Collected data:
========

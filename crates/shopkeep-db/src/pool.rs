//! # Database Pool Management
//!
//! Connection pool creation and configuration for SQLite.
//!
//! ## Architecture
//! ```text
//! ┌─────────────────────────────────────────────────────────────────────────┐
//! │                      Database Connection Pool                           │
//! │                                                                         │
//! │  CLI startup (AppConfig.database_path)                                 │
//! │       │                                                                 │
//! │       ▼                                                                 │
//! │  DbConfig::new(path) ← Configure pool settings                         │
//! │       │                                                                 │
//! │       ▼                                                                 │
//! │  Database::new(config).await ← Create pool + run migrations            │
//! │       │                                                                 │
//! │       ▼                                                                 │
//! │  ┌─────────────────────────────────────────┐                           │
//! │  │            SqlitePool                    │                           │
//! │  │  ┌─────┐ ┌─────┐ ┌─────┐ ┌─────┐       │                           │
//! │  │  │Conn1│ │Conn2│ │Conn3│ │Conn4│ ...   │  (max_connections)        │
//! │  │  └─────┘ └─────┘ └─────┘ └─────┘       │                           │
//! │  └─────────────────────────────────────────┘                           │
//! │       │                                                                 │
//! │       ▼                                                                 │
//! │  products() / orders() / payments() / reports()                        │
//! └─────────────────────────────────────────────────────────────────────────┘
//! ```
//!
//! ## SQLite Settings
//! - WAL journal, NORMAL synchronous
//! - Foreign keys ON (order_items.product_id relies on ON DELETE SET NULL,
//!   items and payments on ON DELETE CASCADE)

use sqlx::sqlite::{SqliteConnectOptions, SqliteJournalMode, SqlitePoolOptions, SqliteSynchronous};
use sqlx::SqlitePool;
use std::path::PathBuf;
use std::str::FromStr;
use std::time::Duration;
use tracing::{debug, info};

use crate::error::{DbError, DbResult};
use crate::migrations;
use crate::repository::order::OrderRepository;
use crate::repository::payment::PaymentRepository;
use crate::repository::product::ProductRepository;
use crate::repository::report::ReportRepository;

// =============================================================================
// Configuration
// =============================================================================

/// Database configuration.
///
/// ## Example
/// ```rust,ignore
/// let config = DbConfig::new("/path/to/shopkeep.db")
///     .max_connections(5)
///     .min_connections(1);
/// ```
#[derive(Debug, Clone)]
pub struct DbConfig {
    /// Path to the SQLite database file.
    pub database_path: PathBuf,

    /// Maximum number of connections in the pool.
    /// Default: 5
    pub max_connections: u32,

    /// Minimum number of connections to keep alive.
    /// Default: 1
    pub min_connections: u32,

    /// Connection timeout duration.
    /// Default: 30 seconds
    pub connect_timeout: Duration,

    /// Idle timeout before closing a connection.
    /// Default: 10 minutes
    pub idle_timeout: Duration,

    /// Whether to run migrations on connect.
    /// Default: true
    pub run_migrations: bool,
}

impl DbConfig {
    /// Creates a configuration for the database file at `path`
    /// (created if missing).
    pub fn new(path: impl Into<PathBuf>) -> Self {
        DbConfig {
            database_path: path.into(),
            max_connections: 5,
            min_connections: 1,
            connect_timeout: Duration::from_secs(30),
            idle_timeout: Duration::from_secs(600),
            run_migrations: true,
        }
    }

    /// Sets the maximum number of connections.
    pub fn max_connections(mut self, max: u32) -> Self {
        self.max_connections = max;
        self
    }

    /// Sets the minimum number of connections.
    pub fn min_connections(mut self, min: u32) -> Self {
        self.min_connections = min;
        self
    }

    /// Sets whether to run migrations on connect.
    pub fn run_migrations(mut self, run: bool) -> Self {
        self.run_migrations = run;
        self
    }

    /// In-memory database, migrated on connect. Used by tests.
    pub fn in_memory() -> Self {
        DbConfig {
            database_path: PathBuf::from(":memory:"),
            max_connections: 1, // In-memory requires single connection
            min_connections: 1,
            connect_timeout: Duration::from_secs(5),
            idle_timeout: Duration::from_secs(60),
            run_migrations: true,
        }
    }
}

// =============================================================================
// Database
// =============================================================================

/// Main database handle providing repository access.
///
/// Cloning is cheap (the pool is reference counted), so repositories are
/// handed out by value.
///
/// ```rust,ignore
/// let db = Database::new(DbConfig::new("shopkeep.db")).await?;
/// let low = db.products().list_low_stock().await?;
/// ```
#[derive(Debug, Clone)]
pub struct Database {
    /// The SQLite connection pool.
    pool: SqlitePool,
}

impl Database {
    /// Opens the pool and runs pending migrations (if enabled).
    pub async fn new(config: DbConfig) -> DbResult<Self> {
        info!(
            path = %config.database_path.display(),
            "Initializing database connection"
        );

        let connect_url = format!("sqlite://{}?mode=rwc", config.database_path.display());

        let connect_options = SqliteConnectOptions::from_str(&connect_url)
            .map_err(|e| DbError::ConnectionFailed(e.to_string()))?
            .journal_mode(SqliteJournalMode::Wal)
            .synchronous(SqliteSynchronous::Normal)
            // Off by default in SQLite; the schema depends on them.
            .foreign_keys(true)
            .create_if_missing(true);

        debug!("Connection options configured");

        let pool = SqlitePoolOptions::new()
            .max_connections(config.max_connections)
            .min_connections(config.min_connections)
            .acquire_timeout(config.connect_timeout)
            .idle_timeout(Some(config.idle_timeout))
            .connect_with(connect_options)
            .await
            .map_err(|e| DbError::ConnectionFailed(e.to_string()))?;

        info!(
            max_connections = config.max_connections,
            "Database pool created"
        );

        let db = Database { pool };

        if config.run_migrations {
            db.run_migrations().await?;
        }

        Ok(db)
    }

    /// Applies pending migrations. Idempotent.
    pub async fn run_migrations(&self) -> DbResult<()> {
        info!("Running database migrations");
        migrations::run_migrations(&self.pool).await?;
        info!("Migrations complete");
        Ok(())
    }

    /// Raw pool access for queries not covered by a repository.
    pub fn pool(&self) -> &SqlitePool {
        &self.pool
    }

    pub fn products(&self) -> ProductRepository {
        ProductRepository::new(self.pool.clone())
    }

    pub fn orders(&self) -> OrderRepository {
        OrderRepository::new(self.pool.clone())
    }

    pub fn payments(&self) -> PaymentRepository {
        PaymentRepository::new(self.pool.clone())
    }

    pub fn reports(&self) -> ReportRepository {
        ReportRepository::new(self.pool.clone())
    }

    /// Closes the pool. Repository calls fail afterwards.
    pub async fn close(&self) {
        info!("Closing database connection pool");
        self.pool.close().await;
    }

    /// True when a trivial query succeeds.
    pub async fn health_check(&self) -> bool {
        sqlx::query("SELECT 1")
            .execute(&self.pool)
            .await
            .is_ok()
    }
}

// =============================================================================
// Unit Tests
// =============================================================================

========

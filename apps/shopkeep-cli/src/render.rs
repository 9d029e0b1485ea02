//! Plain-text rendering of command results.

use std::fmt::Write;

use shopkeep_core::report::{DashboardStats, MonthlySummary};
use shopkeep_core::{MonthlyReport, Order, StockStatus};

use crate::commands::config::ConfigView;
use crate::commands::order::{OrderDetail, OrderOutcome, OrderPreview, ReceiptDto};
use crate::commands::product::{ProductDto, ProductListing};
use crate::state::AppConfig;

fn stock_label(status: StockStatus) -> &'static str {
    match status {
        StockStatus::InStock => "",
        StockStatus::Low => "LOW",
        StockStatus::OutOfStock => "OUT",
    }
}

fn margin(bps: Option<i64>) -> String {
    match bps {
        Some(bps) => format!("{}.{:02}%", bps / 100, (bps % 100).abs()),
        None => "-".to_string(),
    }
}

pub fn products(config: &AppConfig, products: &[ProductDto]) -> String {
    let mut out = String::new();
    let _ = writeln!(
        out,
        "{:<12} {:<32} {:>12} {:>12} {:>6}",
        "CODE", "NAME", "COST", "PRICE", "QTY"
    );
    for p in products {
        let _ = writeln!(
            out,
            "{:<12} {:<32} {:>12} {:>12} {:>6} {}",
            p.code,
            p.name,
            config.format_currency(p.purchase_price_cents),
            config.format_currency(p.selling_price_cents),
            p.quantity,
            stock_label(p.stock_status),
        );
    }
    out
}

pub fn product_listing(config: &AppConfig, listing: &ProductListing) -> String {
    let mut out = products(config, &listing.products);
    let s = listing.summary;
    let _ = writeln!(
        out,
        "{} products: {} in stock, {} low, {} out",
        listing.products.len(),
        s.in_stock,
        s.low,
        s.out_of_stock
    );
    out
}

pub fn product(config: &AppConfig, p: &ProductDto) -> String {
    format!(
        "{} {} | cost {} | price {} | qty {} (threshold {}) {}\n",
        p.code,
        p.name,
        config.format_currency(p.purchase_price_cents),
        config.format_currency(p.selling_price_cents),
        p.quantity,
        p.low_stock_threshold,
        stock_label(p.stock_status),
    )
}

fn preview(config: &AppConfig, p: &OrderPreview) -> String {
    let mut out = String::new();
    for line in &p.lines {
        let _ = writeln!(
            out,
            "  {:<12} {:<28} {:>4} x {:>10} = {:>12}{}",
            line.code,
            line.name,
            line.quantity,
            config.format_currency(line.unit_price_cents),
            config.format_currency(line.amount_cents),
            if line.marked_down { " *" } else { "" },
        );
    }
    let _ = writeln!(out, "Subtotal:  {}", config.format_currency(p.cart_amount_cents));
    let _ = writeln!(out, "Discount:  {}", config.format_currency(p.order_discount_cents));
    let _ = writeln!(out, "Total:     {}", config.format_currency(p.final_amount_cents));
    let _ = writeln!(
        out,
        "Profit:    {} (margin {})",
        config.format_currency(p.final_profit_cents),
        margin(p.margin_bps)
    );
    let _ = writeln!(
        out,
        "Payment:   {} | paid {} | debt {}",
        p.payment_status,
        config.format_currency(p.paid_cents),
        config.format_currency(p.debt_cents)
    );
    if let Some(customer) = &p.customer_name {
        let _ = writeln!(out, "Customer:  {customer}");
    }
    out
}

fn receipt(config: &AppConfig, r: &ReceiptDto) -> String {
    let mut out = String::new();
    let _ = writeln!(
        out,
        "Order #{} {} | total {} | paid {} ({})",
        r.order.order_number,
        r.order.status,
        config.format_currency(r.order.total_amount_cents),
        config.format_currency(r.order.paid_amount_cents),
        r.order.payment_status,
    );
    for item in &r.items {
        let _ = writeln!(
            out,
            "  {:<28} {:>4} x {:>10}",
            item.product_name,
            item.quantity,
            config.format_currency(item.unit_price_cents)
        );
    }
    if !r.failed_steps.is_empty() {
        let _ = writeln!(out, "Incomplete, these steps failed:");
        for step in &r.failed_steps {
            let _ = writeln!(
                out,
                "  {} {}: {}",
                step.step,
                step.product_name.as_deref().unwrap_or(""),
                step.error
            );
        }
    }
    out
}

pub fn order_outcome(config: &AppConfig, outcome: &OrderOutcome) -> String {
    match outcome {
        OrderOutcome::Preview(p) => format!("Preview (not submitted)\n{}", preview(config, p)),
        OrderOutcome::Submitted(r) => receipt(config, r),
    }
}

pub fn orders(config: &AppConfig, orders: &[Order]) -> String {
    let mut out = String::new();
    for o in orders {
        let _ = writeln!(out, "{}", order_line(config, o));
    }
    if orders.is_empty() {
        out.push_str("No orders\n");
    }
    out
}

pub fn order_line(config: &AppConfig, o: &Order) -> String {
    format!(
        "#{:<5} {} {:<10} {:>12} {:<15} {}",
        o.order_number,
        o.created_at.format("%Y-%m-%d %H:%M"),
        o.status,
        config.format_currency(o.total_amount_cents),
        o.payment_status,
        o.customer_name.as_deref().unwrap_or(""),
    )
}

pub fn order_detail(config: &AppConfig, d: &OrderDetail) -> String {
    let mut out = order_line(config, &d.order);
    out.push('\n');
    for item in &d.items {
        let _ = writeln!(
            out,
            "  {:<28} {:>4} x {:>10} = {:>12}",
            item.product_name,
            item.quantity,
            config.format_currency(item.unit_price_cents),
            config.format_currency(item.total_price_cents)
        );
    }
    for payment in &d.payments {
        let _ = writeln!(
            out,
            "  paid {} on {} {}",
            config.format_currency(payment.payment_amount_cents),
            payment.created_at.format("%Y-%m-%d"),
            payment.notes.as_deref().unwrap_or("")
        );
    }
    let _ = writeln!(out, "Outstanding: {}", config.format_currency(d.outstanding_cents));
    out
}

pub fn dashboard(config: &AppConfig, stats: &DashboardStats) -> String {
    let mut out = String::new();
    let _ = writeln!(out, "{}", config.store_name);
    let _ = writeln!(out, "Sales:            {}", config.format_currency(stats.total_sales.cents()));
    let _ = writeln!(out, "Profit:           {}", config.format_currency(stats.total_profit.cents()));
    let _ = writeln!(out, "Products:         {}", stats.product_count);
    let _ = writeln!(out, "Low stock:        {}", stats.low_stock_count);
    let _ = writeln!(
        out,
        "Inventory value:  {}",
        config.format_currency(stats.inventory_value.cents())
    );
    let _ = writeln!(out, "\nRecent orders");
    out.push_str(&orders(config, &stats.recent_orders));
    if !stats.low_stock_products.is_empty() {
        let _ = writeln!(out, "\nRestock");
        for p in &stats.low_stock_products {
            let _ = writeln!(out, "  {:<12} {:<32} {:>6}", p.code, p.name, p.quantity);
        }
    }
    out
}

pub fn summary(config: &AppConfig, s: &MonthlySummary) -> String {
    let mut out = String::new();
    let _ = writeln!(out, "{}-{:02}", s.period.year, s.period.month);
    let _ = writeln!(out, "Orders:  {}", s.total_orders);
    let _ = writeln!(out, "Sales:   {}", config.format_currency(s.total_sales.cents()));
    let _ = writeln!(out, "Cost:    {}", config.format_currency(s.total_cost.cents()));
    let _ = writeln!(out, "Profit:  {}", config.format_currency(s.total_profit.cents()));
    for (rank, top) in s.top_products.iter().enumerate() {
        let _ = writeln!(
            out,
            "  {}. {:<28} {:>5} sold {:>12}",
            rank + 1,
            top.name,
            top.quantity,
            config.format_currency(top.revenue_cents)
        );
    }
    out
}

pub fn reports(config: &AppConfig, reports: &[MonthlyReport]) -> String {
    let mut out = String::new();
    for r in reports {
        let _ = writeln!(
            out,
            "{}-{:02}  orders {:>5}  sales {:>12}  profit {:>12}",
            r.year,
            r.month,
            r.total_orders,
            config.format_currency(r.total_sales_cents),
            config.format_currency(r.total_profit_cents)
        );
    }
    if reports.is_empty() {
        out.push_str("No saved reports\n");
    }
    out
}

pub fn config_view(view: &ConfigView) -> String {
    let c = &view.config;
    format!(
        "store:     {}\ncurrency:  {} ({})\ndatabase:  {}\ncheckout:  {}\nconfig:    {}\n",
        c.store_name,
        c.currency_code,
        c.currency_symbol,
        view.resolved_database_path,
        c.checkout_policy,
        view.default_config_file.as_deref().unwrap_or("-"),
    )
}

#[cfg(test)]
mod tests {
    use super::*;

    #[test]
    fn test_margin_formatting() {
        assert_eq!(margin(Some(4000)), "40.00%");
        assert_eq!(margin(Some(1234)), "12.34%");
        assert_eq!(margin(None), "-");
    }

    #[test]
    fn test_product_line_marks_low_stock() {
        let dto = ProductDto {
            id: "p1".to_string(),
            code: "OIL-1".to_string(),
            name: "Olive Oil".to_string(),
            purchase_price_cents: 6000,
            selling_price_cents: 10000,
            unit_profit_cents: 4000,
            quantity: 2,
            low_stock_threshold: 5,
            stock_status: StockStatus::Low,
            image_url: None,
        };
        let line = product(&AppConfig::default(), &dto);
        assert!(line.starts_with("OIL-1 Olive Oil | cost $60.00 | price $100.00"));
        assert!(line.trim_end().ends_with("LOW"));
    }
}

========

__YOUR OBJECTIVE__
Copy out every line of the records that the string "ProductRepository" appears in.

__REPLY__
use crate::repository::product::ProductRepository;
    pub fn products(&self) -> ProductRepository {
        ProductRepository::new(self.pool.clone())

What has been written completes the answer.